The opening few shots suggests some kind of lyrical film, with the next few minutes suggesting a lot of riffing on time travel. Sadly, Glut delivers neither. Once the dinosaurs show up, he eschews most abstract ambition.

That dinosaur fight’s bitching though.

1/3Not Recommended

CREDITS

Written, edited, photographed and directed by Donald F. Glut.


The Saga of Windwagon Smith (1961, Charles A. Nichols)
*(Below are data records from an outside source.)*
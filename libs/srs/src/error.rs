//! Scheduler errors.

use thiserror::Error;

/// Errors produced while scheduling a review.
#[derive(Debug, Error, Clone, PartialEq)]
pub enum SrsError {
    /// Quality score outside `0..=5`.
    #[error("quality must be between 0 and 5, got {0}")]
    InvalidQuality(i64),

    /// Review requested for a note that was never promoted.
    #[error("note is not a flashcard")]
    NotAFlashcard,

    /// The next interval does not fit in the supported date range.
    #[error("interval of {interval_days} days cannot be scheduled")]
    ScheduleOverflow { interval_days: f64 },
}
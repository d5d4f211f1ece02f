//! Application state shared across request handlers.

use std::sync::Arc;

use crate::db::Database;

/// Shared application state.
///
/// This is passed to all request handlers via Axum's state extractor.
#[derive(Clone)]
pub struct AppState {
    inner: Arc<AppStateInner>,
}

struct AppStateInner {
    db: Database,
}

impl AppState {
    /// Create a new application state.
    pub fn new(db: Database) -> Self {
        Self {
            inner: Arc::new(AppStateInner { db }),
        }
    }

    /// Get a reference to the database.
    pub fn db(&self) -> &Database {
        &self.inner.db
    }
}
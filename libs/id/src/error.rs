//! Error types for ID parsing.

use thiserror::Error;

/// Errors that can occur when parsing an ID.
#[derive(Debug, Error, Clone, PartialEq, Eq)]
pub enum IdError {
    /// The ID string is empty.
    #[error("ID cannot be empty")]
    Empty,

    /// The ID has a prefix belonging to another resource type.
    #[error("invalid ID prefix: expected '{expected}', got '{actual}'")]
    InvalidPrefix {
        expected: &'static str,
        actual: String,
    },

    /// The ID is missing the underscore separator.
    #[error("ID missing underscore separator")]
    MissingSeparator,

    /// The ULID portion of the ID is invalid.
    #[error("invalid ULID: {0}")]
    InvalidUlid(String),
}

impl IdError {
    /// Returns true if this error indicates a prefix mismatch.
    pub fn is_prefix_error(&self) -> bool {
        matches!(self, IdError::InvalidPrefix { .. })
    }
}
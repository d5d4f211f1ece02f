//! API error responses rendered as `application/problem+json`.

use axum::{
    http::{header::CONTENT_TYPE, HeaderValue, StatusCode},
    response::{IntoResponse, Response},
    Json,
};
use serde::Serialize;

#[derive(Debug, Serialize)]
pub struct ProblemDetails {
    #[serde(rename = "type")]
    pub r#type: String,
    pub title: String,
    pub status: u16,
    pub detail: String,
    #[serde(skip_serializing_if = "Option::is_none")]
    pub instance: Option<String>,
    pub code: String,
    pub request_id: String,
    #[serde(skip_serializing_if = "Option::is_none")]
    pub details: Option<Vec<FieldError>>,
}

#[derive(Debug, Serialize)]
pub struct FieldError {
    pub field: String,
    pub message: String,
}

impl FieldError {
    pub fn new(field: impl Into<String>, message: impl Into<String>) -> Self {
        Self {
            field: field.into(),
            message: message.into(),
        }
    }
}

impl ProblemDetails {
    fn new(status: StatusCode, code: impl Into<String>, detail: impl Into<String>) -> Self {
        let code = code.into();
        let title = status
            .canonical_reason()
            .unwrap_or("Unknown Error")
            .to_string();
        Self {
            r#type: format!("https://tramdoc.app/problems/{code}"),
            title,
            status: status.as_u16(),
            detail: detail.into(),
            instance: None,
            code,
            request_id: "unknown".to_string(),
            details: None,
        }
    }

    fn set_request_id(&mut self, request_id: impl Into<String>) {
        let request_id = request_id.into();
        self.request_id = request_id.clone();
        if self.instance.is_none() {
            self.instance = Some(request_id);
        }
    }

    fn set_details(&mut self, details: Vec<FieldError>) {
        self.details = Some(details);
    }
}

#[derive(Debug)]
pub struct ApiError {
    pub status: StatusCode,
    pub problem: Box<ProblemDetails>,
}

impl ApiError {
    fn with_status(status: StatusCode, code: impl Into<String>, message: impl Into<String>) -> Self {
        let problem = Box::new(ProblemDetails::new(status, code, message));
        Self { status, problem }
    }

    pub fn bad_request(code: impl Into<String>, message: impl Into<String>) -> Self {
        Self::with_status(StatusCode::BAD_REQUEST, code, message)
    }

    pub fn not_found(code: impl Into<String>, message: impl Into<String>) -> Self {
        Self::with_status(StatusCode::NOT_FOUND, code, message)
    }

    pub fn internal(code: impl Into<String>, message: impl Into<String>) -> Self {
        Self::with_status(StatusCode::INTERNAL_SERVER_ERROR, code, message)
    }

    pub fn conflict(code: impl Into<String>, message: impl Into<String>) -> Self {
        Self::with_status(StatusCode::CONFLICT, code, message)
    }

    pub fn unauthorized(code: impl Into<String>, message: impl Into<String>) -> Self {
        Self::with_status(StatusCode::UNAUTHORIZED, code, message)
    }

    pub fn with_request_id(mut self, request_id: impl Into<String>) -> Self {
        self.problem.set_request_id(request_id);
        self
    }

    pub fn with_details(mut self, details: Vec<FieldError>) -> Self {
        self.problem.set_details(details);
        self
    }
}

impl IntoResponse for ApiError {
    fn into_response(self) -> Response {
        let mut response = (self.status, Json(self.problem)).into_response();
        response.headers_mut().insert(
            CONTENT_TYPE,
            HeaderValue::from_static("application/problem+json"),
        );
        response
    }
}

#[cfg(test)]
mod tests {
    use super::*;

    #[test]
    fn test_problem_body_shape() {
        let err = ApiError::not_found("note_not_found", "Note not found").with_request_id("req_1");
        let json = serde_json::to_value(&err.problem).unwrap();
        assert_eq!(json["status"], 404);
        assert_eq!(json["code"], "note_not_found");
        assert_eq!(json["title"], "Not Found");
        assert_eq!(json["request_id"], "req_1");
        assert_eq!(json["instance"], "req_1");
        assert!(json.get("details").is_none());
    }

    #[test]
    fn test_problem_content_type() {
        let response = ApiError::bad_request("invalid_quality", "bad").into_response();
        assert_eq!(response.status(), StatusCode::BAD_REQUEST);
        assert_eq!(
            response.headers().get(CONTENT_TYPE).unwrap(),
            "application/problem+json"
        );
    }

    #[test]
    fn test_field_details() {
        let err = ApiError::bad_request("validation_failed", "Invalid book")
            .with_details(vec![FieldError::new("rating", "must be between 0 and 5")]);
        let json = serde_json::to_value(&err.problem).unwrap();
        assert_eq!(json["details"][0]["field"], "rating");
    }
}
There’s nothing good about The Saga of Windwagon Smith. The best thing about it is the extended opening titles, which eat up some of the runtime and lessen the cartoon’s awfulness.

The animation happily plays at the nexus of lazy, incompetent and bad. Director Nichols–who cowrote–at least could’ve come up with an interesting visualization for his dumb story.

Instead, he relies on singing narration. It, and the dialogue, all rhymes. Except they’re bad rhymes, which makes one wonder how much time anyone spent on Windwagon. It’s like they wrote the dialogue first and the couplet at some later point.

Rex Allen is equally obnoxious as the protagonist and narrator.

The most striking thing about the cartoon, however, is the rampant racism. There are multiple Native American jokes, a Chinese one, but it also mocks the Kansas townspeople as moronic rednecks.

Windwagon‘s a dreadful way to spend twelve minutes.

1/3Not Recommended

CREDITS

Directed by Charles A. Nichols; written by Lance Nolley and Nichols; animated by Julius Svendsen and Art Stevens; music by George Bruns; production designer, Ernie Nordli; produced by Walt Disney; released by Buena Vista Releasing Company.

Starring Rex Allen (Windwagon Smith) and J. Pat O’Malley (Mayor Crum); narrated by Allen.